Please write out, exactly as given, every line of the entries below up to and including the line with "pub const COUNT: usize = 11;".

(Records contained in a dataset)
::::::
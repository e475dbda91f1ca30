use chrono::{DateTime, NaiveDateTime, TimeZone, Utc};
use serde::Deserialize;
use std::collections::BTreeMap;
use std::fmt;

pub const DEFAULT_LOCATION: &str = "Unknown";
pub const DEFAULT_EQUIPMENT_TYPE: &str = "Unknown";
pub const DEFAULT_SOURCE: &str = "MQTT";

/// Known sensor channels. Anything else a device reports lands in
/// [`ChannelMap::unknown`].
#[derive(Debug, Clone, Copy, PartialEq, Eq, PartialOrd, Ord, Hash)]
pub enum Channel {
    Temperature,
    TemperatureDht,
    Humidity,
    Pressure,
    Vibration,
    VibrationX,
    VibrationY,
    VibrationZ,
    GyroX,
    GyroY,
    GyroZ,
}

impl Channel {
    pub const COUNT: usize = 11;

    pub const ALL: [Channel; Channel::COUNT] = [
        Channel::Temperature,
        Channel::TemperatureDht,
        Channel::Humidity,
        Channel::Pressure,
        Channel::Vibration,
        Channel::VibrationX,
        Channel::VibrationY,
        Channel::VibrationZ,
        Channel::GyroX,
        Channel::GyroY,
        Channel::GyroZ,
    ];

    pub const VIBRATION_AXES: [Channel; 3] =
        [Channel::VibrationX, Channel::VibrationY, Channel::VibrationZ];
    pub const GYRO_AXES: [Channel; 3] = [Channel::GyroX, Channel::GyroY, Channel::GyroZ];

    pub fn as_str(self) -> &'static str {
        match self {
            Channel::Temperature => "temperature",
            Channel::TemperatureDht => "temperature_dht",
            Channel::Humidity => "humidity",
            Channel::Pressure => "pressure",
            Channel::Vibration => "vibration",
            Channel::VibrationX => "vibration_x",
            Channel::VibrationY => "vibration_y",
            Channel::VibrationZ => "vibration_z",
            Channel::GyroX => "gyro_x",
            Channel::GyroY => "gyro_y",
            Channel::GyroZ => "gyro_z",
        }
    }

    pub fn from_key(key: &str) -> Option<Self> {
        let channel = match key.trim().to_ascii_lowercase().as_str() {
            "temperature" => Channel::Temperature,
            "temperature_dht" => Channel::TemperatureDht,
            "humidity" => Channel::Humidity,
            "pressure" => Channel::Pressure,
            "vibration" => Channel::Vibration,
            "vibration_x" | "vibr_x" => Channel::VibrationX,
            "vibration_y" | "vibr_y" => Channel::VibrationY,
            "vibration_z" | "vibr_z" => Channel::VibrationZ,
            "gyro_x" => Channel::GyroX,
            "gyro_y" => Channel::GyroY,
            "gyro_z" => Channel::GyroZ,
            _ => return None,
        };
        Some(channel)
    }

    /// Physical measurements are imputed with the column median, counters
    /// and axis components with zero.
    pub fn is_physical(self) -> bool {
        matches!(
            self,
            Channel::Temperature | Channel::TemperatureDht | Channel::Humidity | Channel::Pressure
        )
    }

    fn index(self) -> usize {
        self as usize
    }
}

impl fmt::Display for Channel {
    fn fmt(&self, f: &mut fmt::Formatter<'_>) -> fmt::Result {
        f.write_str(self.as_str())
    }
}

#[derive(Debug, Clone, Default, PartialEq)]
pub struct ChannelMap {
    values: [Option<f64>; Channel::COUNT],
    pub unknown: BTreeMap<String, f64>,
}

impl ChannelMap {
    pub fn get(&self, channel: Channel) -> Option<f64> {
        self.values[channel.index()]
    }

    pub fn set(&mut self, channel: Channel, value: Option<f64>) {
        self.values[channel.index()] = value.filter(|v| v.is_finite());
    }

    pub fn with(mut self, channel: Channel, value: f64) -> Self {
        self.set(channel, Some(value));
        self
    }

    pub fn known(&self) -> impl Iterator<Item = (Channel, f64)> + '_ {
        Channel::ALL
            .iter()
            .filter_map(|channel| self.get(*channel).map(|value| (*channel, value)))
    }

    pub fn is_empty(&self) -> bool {
        self.values.iter().all(Option::is_none) && self.unknown.is_empty()
    }

    pub fn magnitude(&self, axes: [Channel; 3]) -> Option<f64> {
        let x = self.get(axes[0])?;
        let y = self.get(axes[1])?;
        let z = self.get(axes[2])?;
        Some((x * x + y * y + z * z).sqrt())
    }
}

#[derive(Debug, Clone, PartialEq)]
pub struct SensorReading {
    pub device_id: String,
    pub location: String,
    pub equipment_type: String,
    pub captured_at: DateTime<Utc>,
    pub channels: ChannelMap,
    pub fault_detected: bool,
    pub source: String,
}

#[derive(Debug, thiserror::Error)]
pub enum DecodeError {
    #[error("malformed reading: {0}")]
    Malformed(&'static str),
    #[error("malformed reading: invalid json: {0}")]
    Json(#[from] simd_json::Error),
}

#[derive(Debug, Deserialize)]
struct WireReading {
    #[serde(default)]
    device_id: Option<String>,
    #[serde(default)]
    timestamp: Option<WireTimestamp>,
    #[serde(default)]
    location: Option<String>,
    #[serde(default)]
    equipment_type: Option<String>,
    #[serde(default)]
    sensors: Option<BTreeMap<String, serde_json::Value>>,
    #[serde(default)]
    fault_detected: Option<bool>,
    #[serde(default)]
    source: Option<String>,
}

#[derive(Debug, Deserialize)]
#[serde(untagged)]
enum WireTimestamp {
    Int(i64),
    Float(f64),
    Str(String),
}

impl WireTimestamp {
    fn to_datetime(&self) -> Option<DateTime<Utc>> {
        match self {
            WireTimestamp::Int(ms) => millis_to_dt(*ms),
            WireTimestamp::Float(ms) if ms.is_finite() => millis_to_dt(*ms as i64),
            WireTimestamp::Float(_) => None,
            WireTimestamp::Str(raw) => parse_iso8601(raw),
        }
    }
}

fn millis_to_dt(ms: i64) -> Option<DateTime<Utc>> {
    Utc.timestamp_millis_opt(ms).single()
}

fn parse_iso8601(raw: &str) -> Option<DateTime<Utc>> {
    let trimmed = raw.trim();
    if let Ok(parsed) = DateTime::parse_from_rfc3339(trimmed) {
        return Some(parsed.with_timezone(&Utc));
    }
    // Naive ISO-8601 (no offset) is taken as UTC.
    NaiveDateTime::parse_from_str(trimmed, "%Y-%m-%dT%H:%M:%S%.f")
        .or_else(|_| NaiveDateTime::parse_from_str(trimmed, "%Y-%m-%d %H:%M:%S%.f"))
        .ok()
        .map(|naive| naive.and_utc())
}

fn non_blank(value: Option<String>) -> Option<String> {
    value
        .map(|v| v.trim().to_string())
        .filter(|v| !v.is_empty())
}

/// Validates and normalizes one inbound payload into a [`SensorReading`].
///
/// The topic is only used for diagnostics; callers route by topic before
/// decoding. `default_source` tags readings whose payload has no `source`.
pub fn decode_reading(
    topic: &str,
    payload: &mut [u8],
    default_source: &str,
) -> Result<SensorReading, DecodeError> {
    if payload.iter().all(u8::is_ascii_whitespace) {
        return Err(DecodeError::Malformed("empty payload"));
    }
    let wire: WireReading = simd_json::serde::from_slice(payload)?;

    let device_id = non_blank(wire.device_id).ok_or(DecodeError::Malformed("missing device_id"))?;
    let captured_at = wire
        .timestamp
        .as_ref()
        .ok_or(DecodeError::Malformed("missing timestamp"))?
        .to_datetime()
        .ok_or(DecodeError::Malformed("unparseable timestamp"))?;

    let sensors = wire
        .sensors
        .ok_or(DecodeError::Malformed("missing sensors"))?;
    let mut channels = ChannelMap::default();
    for (key, value) in sensors {
        let Some(value) = value.as_f64().filter(|v| v.is_finite()) else {
            tracing::trace!(
                topic,
                device = %device_id,
                channel = %key,
                "ignoring non-numeric channel"
            );
            continue;
        };
        match Channel::from_key(&key) {
            Some(channel) => channels.set(channel, Some(value)),
            None => {
                channels.unknown.insert(key, value);
            }
        }
    }
    if channels.is_empty() {
        return Err(DecodeError::Malformed("empty sensors map"));
    }

    Ok(SensorReading {
        device_id,
        location: non_blank(wire.location).unwrap_or_else(|| DEFAULT_LOCATION.to_string()),
        equipment_type: non_blank(wire.equipment_type)
            .unwrap_or_else(|| DEFAULT_EQUIPMENT_TYPE.to_string()),
        captured_at,
        channels,
        fault_detected: wire.fault_detected.unwrap_or(false),
        source: non_blank(wire.source).unwrap_or_else(|| default_source.to_string()),
    })
}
::::::
Result
repository e475dbda91f1ca30
use chrono::{DateTime, NaiveDateTime, TimeZone, Utc};
use serde::Deserialize;
use std::collections::BTreeMap;
use std::fmt;

pub const DEFAULT_LOCATION: &str = "Unknown";
pub const DEFAULT_EQUIPMENT_TYPE: &str = "Unknown";
pub const DEFAULT_SOURCE: &str = "MQTT";

/// Known sensor channels. Anything else a device reports lands in
/// [`ChannelMap::unknown`].
#[derive(Debug, Clone, Copy, PartialEq, Eq, PartialOrd, Ord, Hash)]
pub enum Channel {
    Temperature,
    TemperatureDht,
    Humidity,
    Pressure,
    Vibration,
    VibrationX,
    VibrationY,
    VibrationZ,
    GyroX,
    GyroY,
    GyroZ,
}

impl Channel {
    pub const COUNT: usize = 11;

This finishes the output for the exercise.